L’interview parfumée : nez à nez avec Violaine Collas (Mane)

Violaine Collas

L’interview parfumée : nez à nez avec Violaine Collas (Mane)

Pour cette troisième interview parfumée, OniriQ est parti à la rencontre de Violaine Collas. Parfumeur senior chez Mane, elle a signé, entre autres, Magenta Tanzanite de Giorgio Armani, The Only One de Dolce & Gabanna et plus récemment PAS CE SOIR EXTRAIT de BDK. Celle qui se définit comme "matheuse et épicurienne" NOUS PLONGE AU CŒUR DE SON UNIVERS OLFACTIF EN PARTAGEANT LES ODEURS QUI LA FONT VIBRER.

Quelle est l’odeur qui vous ramène instantanément à votre enfance ?

Celle de l’herbe fraichement coupée qui me rappelle mes souvenirs de vacances en Normandie, lorsque je tondais la pelouse du jardin de famille. Une odeur de nature inoubliable, empreinte d’innocence et de bonheurs simples. 

Le premier parfum que vous avez porté ?

Comme sûrement toutes les jeunes filles de ma génération, j’ai porté Anaïs Anaïs de Cacharel. Il se voulait à la fois féminin et ingénu avec ses facettes florales vertes et propres et sa dimension poudrée cosmétique épicé. Frais et réconfortant !

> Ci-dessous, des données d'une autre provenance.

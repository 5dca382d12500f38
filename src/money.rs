//! Fixed-point money and multiplier types
//!
//! Balances, stakes, and payouts are integers in minor units (hundredths).
//! Multipliers are integers in hundredths as well (`150` == 1.50x), so a
//! payout is exact: `stake * multiplier / 100` with no floating drift.

use serde::{Deserialize, Deserializer, Serialize, Serializer};
use std::fmt;
use std::ops::{Add, AddAssign, Neg, Sub, SubAssign};

use crate::errors::{Error, Result};

/// An amount of currency in minor units (hundredths).
#[derive(Debug, Clone, Copy, PartialEq, Eq, PartialOrd, Ord, Hash, Default)]
pub struct Money(i64);

impl Money {
    pub const ZERO: Money = Money(0);

    pub const fn from_minor(units: i64) -> Self {
        Money(units)
    }

    /// Whole currency units, e.g. `Money::from_major(10)` == 10.00.
    pub const fn from_major(units: i64) -> Self {
        Money(units * 100)
    }

    pub const fn minor(self) -> i64 {
        self.0
    }

    pub fn is_positive(self) -> bool {
        self.0 > 0
    }

    pub fn is_negative(self) -> bool {
        self.0 < 0
    }

    pub fn abs(self) -> Money {
        Money(self.0.abs())
    }

    pub fn checked_add(self, other: Money) -> Option<Money> {
        self.0.checked_add(other.0).map(Money)
    }

    pub fn checked_sub(self, other: Money) -> Option<Money> {
        self.0.checked_sub(other.0).map(Money)
    }

    /// Parse a client-supplied amount. Rejects NaN, infinities, negative
    /// zero-adjacent noise, and anything with more than two decimal places.
    pub fn parse_amount(value: f64) -> Result<Money> {
        if !value.is_finite() {
            return Err(Error::invalid("amount must be a finite number"));
        }
        let cents = value * 100.0;
        let rounded = cents.round();
        if (cents - rounded).abs() > 1e-6 {
            return Err(Error::invalid(
                "amount must have at most two decimal places",
            ));
        }
        if rounded.abs() > i64::MAX as f64 / 2.0 {
            return Err(Error::invalid("amount out of range"));
        }
        Ok(Money(rounded as i64))
    }

    pub fn to_f64(self) -> f64 {
        self.0 as f64 / 100.0
    }

    /// Payout for a stake at a multiplier: `stake * m / 100`, exact in
    /// minor units.
    pub fn payout_at(self, multiplier: Multiplier) -> Money {
        Money(self.0 * multiplier.x100() as i64 / 100)
    }
}

impl Add for Money {
    type Output = Money;
    fn add(self, rhs: Money) -> Money {
        Money(self.0 + rhs.0)
    }
}

impl AddAssign for Money {
    fn add_assign(&mut self, rhs: Money) {
        self.0 += rhs.0;
    }
}

impl Sub for Money {
    type Output = Money;
    fn sub(self, rhs: Money) -> Money {
        Money(self.0 - rhs.0)
    }
}

impl SubAssign for Money {
    fn sub_assign(&mut self, rhs: Money) {
        self.0 -= rhs.0;
    }
}

impl Neg for Money {
    type Output = Money;
    fn neg(self) -> Money {
        Money(-self.0)
    }
}

impl fmt::Display for Money {
    fn fmt(&self, f: &mut fmt::Formatter<'_>) -> fmt::Result {
        let sign = if self.0 < 0 { "-" } else { "" };
        let abs = self.0.unsigned_abs();
        write!(f, "{}{}.{:02}", sign, abs / 100, abs % 100)
    }
}

impl Serialize for Money {
    fn serialize<S: Serializer>(&self, serializer: S) -> std::result::Result<S::Ok, S::Error> {
        serializer.serialize_f64(self.to_f64())
    }
}

impl<'de> Deserialize<'de> for Money {
    fn deserialize<D: Deserializer<'de>>(deserializer: D) -> std::result::Result<Self, D::Error> {
        let value = f64::deserialize(deserializer)?;
        Money::parse_amount(value).map_err(serde::de::Error::custom)
    }
}

/// A game multiplier in hundredths; never below 1.00x.
#[derive(Debug, Clone, Copy, PartialEq, Eq, PartialOrd, Ord, Hash)]
pub struct Multiplier(u64);

impl Multiplier {
    pub const ONE: Multiplier = Multiplier(100);

    pub const fn from_x100(value: u64) -> Self {
        Multiplier(value)
    }

    pub const fn x100(self) -> u64 {
        self.0
    }

    /// Parse a client-supplied multiplier, e.g. an auto-cashout threshold.
    /// Must be at least 1.01x and have at most two decimal places.
    pub fn parse(value: f64) -> Result<Multiplier> {
        if !value.is_finite() {
            return Err(Error::invalid("multiplier must be a finite number"));
        }
        let x100 = value * 100.0;
        let rounded = x100.round();
        if (x100 - rounded).abs() > 1e-6 {
            return Err(Error::invalid(
                "multiplier must have at most two decimal places",
            ));
        }
        if rounded < 101.0 {
            return Err(Error::invalid("multiplier must be at least 1.01"));
        }
        if rounded > u64::MAX as f64 / 2.0 {
            return Err(Error::invalid("multiplier out of range"));
        }
        Ok(Multiplier(rounded as u64))
    }

    pub fn to_f64(self) -> f64 {
        self.0 as f64 / 100.0
    }
}

impl fmt::Display for Multiplier {
    fn fmt(&self, f: &mut fmt::Formatter<'_>) -> fmt::Result {
        write!(f, "{}.{:02}x", self.0 / 100, self.0 % 100)
    }
}

impl Serialize for Multiplier {
    fn serialize<S: Serializer>(&self, serializer: S) -> std::result::Result<S::Ok, S::Error> {
        serializer.serialize_f64(self.to_f64())
    }
}

impl<'de> Deserialize<'de> for Multiplier {
    fn deserialize<D: Deserializer<'de>>(deserializer: D) -> std::result::Result<Self, D::Error> {
        let value = f64::deserialize(deserializer)?;
        Multiplier::parse(value).map_err(serde::de::Error::custom)
    }
}

#[cfg(test)]
mod tests {
    use super::*;

    #[test]
    fn display_formats_minor_units() {
        assert_eq!(Money::from_minor(12345).to_string(), "123.45");
        assert_eq!(Money::from_minor(-50).to_string(), "-0.50");
        assert_eq!(Money::ZERO.to_string(), "0.00");
    }

    #[test]
    fn parse_amount_accepts_two_decimals() {
        assert_eq!(Money::parse_amount(10.0).unwrap(), Money::from_major(10));
        assert_eq!(Money::parse_amount(0.01).unwrap(), Money::from_minor(1));
        assert_eq!(
            Money::parse_amount(123.45).unwrap(),
            Money::from_minor(12345)
        );
    }

    #[test]
    fn parse_amount_rejects_sub_cent_precision() {
        assert!(Money::parse_amount(1.005).is_err());
        assert!(Money::parse_amount(f64::NAN).is_err());
        assert!(Money::parse_amount(f64::INFINITY).is_err());
    }

    #[test]
    fn payout_is_exact() {
        // 100.00 at 1.50x = 150.00
        let stake = Money::from_major(100);
        assert_eq!(
            stake.payout_at(Multiplier::from_x100(150)),
            Money::from_major(150)
        );
        // 0.50 at 2.45x = 1.22 (floor of 1.225)
        assert_eq!(
            Money::from_minor(50).payout_at(Multiplier::from_x100(245)),
            Money::from_minor(122)
        );
    }

    #[test]
    fn multiplier_parse_bounds() {
        assert_eq!(Multiplier::parse(1.5).unwrap(), Multiplier::from_x100(150));
        assert!(Multiplier::parse(1.0).is_err());
        assert!(Multiplier::parse(1.005).is_err());
    }

    #[test]
    fn money_arithmetic() {
        let a = Money::from_major(10);
        let b = Money::from_minor(250);
        assert_eq!((a + b).minor(), 1250);
        assert_eq!((a - b).minor(), 750);
        assert_eq!((-b).minor(), -250);
    }
}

L’odeur dont vous ne pouvez pas vous passer ?

L’odeur de mes enfants, c’est sûrement mon instinct animal et maternel qui parle.

L’odeur qui vous inspire le calme et la sérénité ?

L’odeur de mon chat, sentir sa fourrure, le caresser ou simplement le regarder se prélasser me rassérène et m’appelle aussitôt à la paresse et à profiter du temps qui passe. 

L’odeur qui vous fait voyager ?

De nombreuses odeurs me transportent, mais je trouve que les notes solaires ont un don particulier pour faciliter ce voyage. Certaines gourmandises, qu’elles proviennent d’ici ou d’ailleurs me ramènent à cette atmosphère, tout comme certaines notes naturelles évoquant la forêt, la jungle ou encore la savane. Un voyage qui se produit souvent grâce à des associations d’idées. 

L’odeur de l’amour ?

Crème de Cuir de BDK

bdk L’interview parfumée : nez à nez avec Violaine Collas (Mane)
BDK

L’odeur improbable que vous aimeriez mettre en flacon ? 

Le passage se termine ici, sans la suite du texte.